• _Instructions for the task_
Which lines of the records contain the word "slot"? Show each of them.

Data extracted from a collection:

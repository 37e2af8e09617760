//! LED and knob controller.
//!
//! Models a board peripheral with an LED line, two RGB LEDs and three rotary
//! knobs with push buttons. LED registers are written by the program; knob
//! registers are read-only from the bus and updated by the host through the
//! `*_knob_update` and `*_knob_push` methods.

use tracing::{debug, warn};

use crate::common::Address;
use crate::soc::traits::{ExternalChange, LocationStatus, MemoryAccess};

/// 32-bit LED line.
pub const REG_LED_LINE: u64 = 0x004;
/// First RGB LED (`0x00RRGGBB`).
pub const REG_LED_RGB1: u64 = 0x010;
/// Second RGB LED (`0x00RRGGBB`).
pub const REG_LED_RGB2: u64 = 0x014;
/// Direct keyboard write register.
pub const REG_LED_KBDWR_DIRECT: u64 = 0x018;
/// Direct keyboard / knob read register.
pub const REG_KBDRD_KNOBS_DIRECT: u64 = 0x020;
/// Knob positions (8 bits each) and push states.
pub const REG_KNOBS_8BIT: u64 = 0x024;

/// LED/knob controller state.
#[derive(Clone, Debug, Default)]
pub struct SpiLed {
    led_line: u32,
    led_rgb1: u32,
    led_rgb2: u32,
    led_kbdwr_direct: u32,
    kbdrd_knobs_direct: u32,
    knobs_8bit: u32,
    change_counter: u64,
    changes: Vec<ExternalChange>,
}

impl SpiLed {
    /// Creates a controller with every register cleared.
    pub fn new() -> Self {
        Self::default()
    }

    /// Current LED line value.
    pub const fn led_line(&self) -> u32 {
        self.led_line
    }

    /// Current first RGB LED value.
    pub const fn led_rgb1(&self) -> u32 {
        self.led_rgb1
    }

    /// Current second RGB LED value.
    pub const fn led_rgb2(&self) -> u32 {
        self.led_rgb2
    }

    /// Current knob register value.
    pub const fn knobs(&self) -> u32 {
        self.knobs_8bit
    }

    /// Number of visible state changes so far.
    pub const fn change_counter(&self) -> u64 {
        self.change_counter
    }

    /// Sets the red knob position.
    pub fn red_knob_update(&mut self, value: u8) {
        self.knob_update(u32::from(value), 0xff, 16);
    }

    /// Sets the green knob position.
    pub fn green_knob_update(&mut self, value: u8) {
        self.knob_update(u32::from(value), 0xff, 8);
    }

    /// Sets the blue knob position.
    pub fn blue_knob_update(&mut self, value: u8) {
        self.knob_update(u32::from(value), 0xff, 0);
    }

    /// Sets the red knob push state.
    pub fn red_knob_push(&mut self, pressed: bool) {
        self.knob_update(u32::from(pressed), 1, 26);
    }

    /// Sets the green knob push state.
    pub fn green_knob_push(&mut self, pressed: bool) {
        self.knob_update(u32::from(pressed), 1, 25);
    }

    /// Sets the blue knob push state.
    pub fn blue_knob_push(&mut self, pressed: bool) {
        self.knob_update(u32::from(pressed), 1, 24);
    }

    /// Drains changes made outside core-initiated writes.
    pub fn take_external_changes(&mut self) -> Vec<ExternalChange> {
        std::mem::take(&mut self.changes)
    }

    /// Replaces the masked bit-field of the knob register.
    ///
    /// Nothing is recorded when the field already holds `value`.
    fn knob_update(&mut self, value: u32, mask: u32, shift: u32) {
        let mask = mask << shift;
        let value = (value << shift) & mask;
        if (self.knobs_8bit ^ value) & mask == 0 {
            return;
        }
        self.knobs_8bit = (self.knobs_8bit & !mask) | value;
        self.change_counter += 1;
        self.changes.push(ExternalChange {
            start: REG_KNOBS_8BIT,
            last: REG_KNOBS_8BIT + 3,
        });
    }

    fn read_reg(&self, offset: u64) -> u32 {
        debug_assert!(offset & 3 == 0, "misaligned LED controller register");
        match offset {
            REG_LED_LINE => self.led_line,
            REG_LED_RGB1 => self.led_rgb1,
            REG_LED_RGB2 => self.led_rgb2,
            REG_LED_KBDWR_DIRECT => self.led_kbdwr_direct,
            REG_KBDRD_KNOBS_DIRECT => self.kbdrd_knobs_direct,
            REG_KNOBS_8BIT => self.knobs_8bit,
            _ => 0,
        }
    }

    fn write_reg(&mut self, offset: u64, value: u32) -> bool {
        debug_assert!(offset & 3 == 0, "misaligned LED controller register");
        let slot = match offset {
            REG_LED_LINE => &mut self.led_line,
            REG_LED_RGB1 => &mut self.led_rgb1,
            REG_LED_RGB2 => &mut self.led_rgb2,
            REG_LED_KBDWR_DIRECT => &mut self.led_kbdwr_direct,
            REG_KBDRD_KNOBS_DIRECT | REG_KNOBS_8BIT => return false,
            _ => {
                warn!(offset, value, "write to unknown LED controller register");
                return false;
            }
        };
        if *slot == value {
            return false;
        }
        *slot = value;
        debug!(offset, value, "LED register changed");
        self.change_counter += 1;
        true
    }
}

impl MemoryAccess for SpiLed {
    fn read_word(&mut self, addr: Address, _debug: bool) -> u32 {
        self.read_reg(addr.val() & !3)
    }

    fn write_word(&mut self, addr: Address, value: u32) -> bool {
        self.write_reg(addr.val() & !3, value)
    }

    fn location_status(&self, addr: Address) -> LocationStatus {
        match addr.val() & !3 {
            REG_LED_LINE | REG_LED_RGB1 | REG_LED_RGB2 | REG_LED_KBDWR_DIRECT => {
                LocationStatus::None
            }
            REG_KBDRD_KNOBS_DIRECT | REG_KNOBS_8BIT => LocationStatus::ReadOnly,
            _ => LocationStatus::Illegal,
        }
    }
}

• _Task solution_
        let slot = match offset {
        if *slot == value {
        *slot = value;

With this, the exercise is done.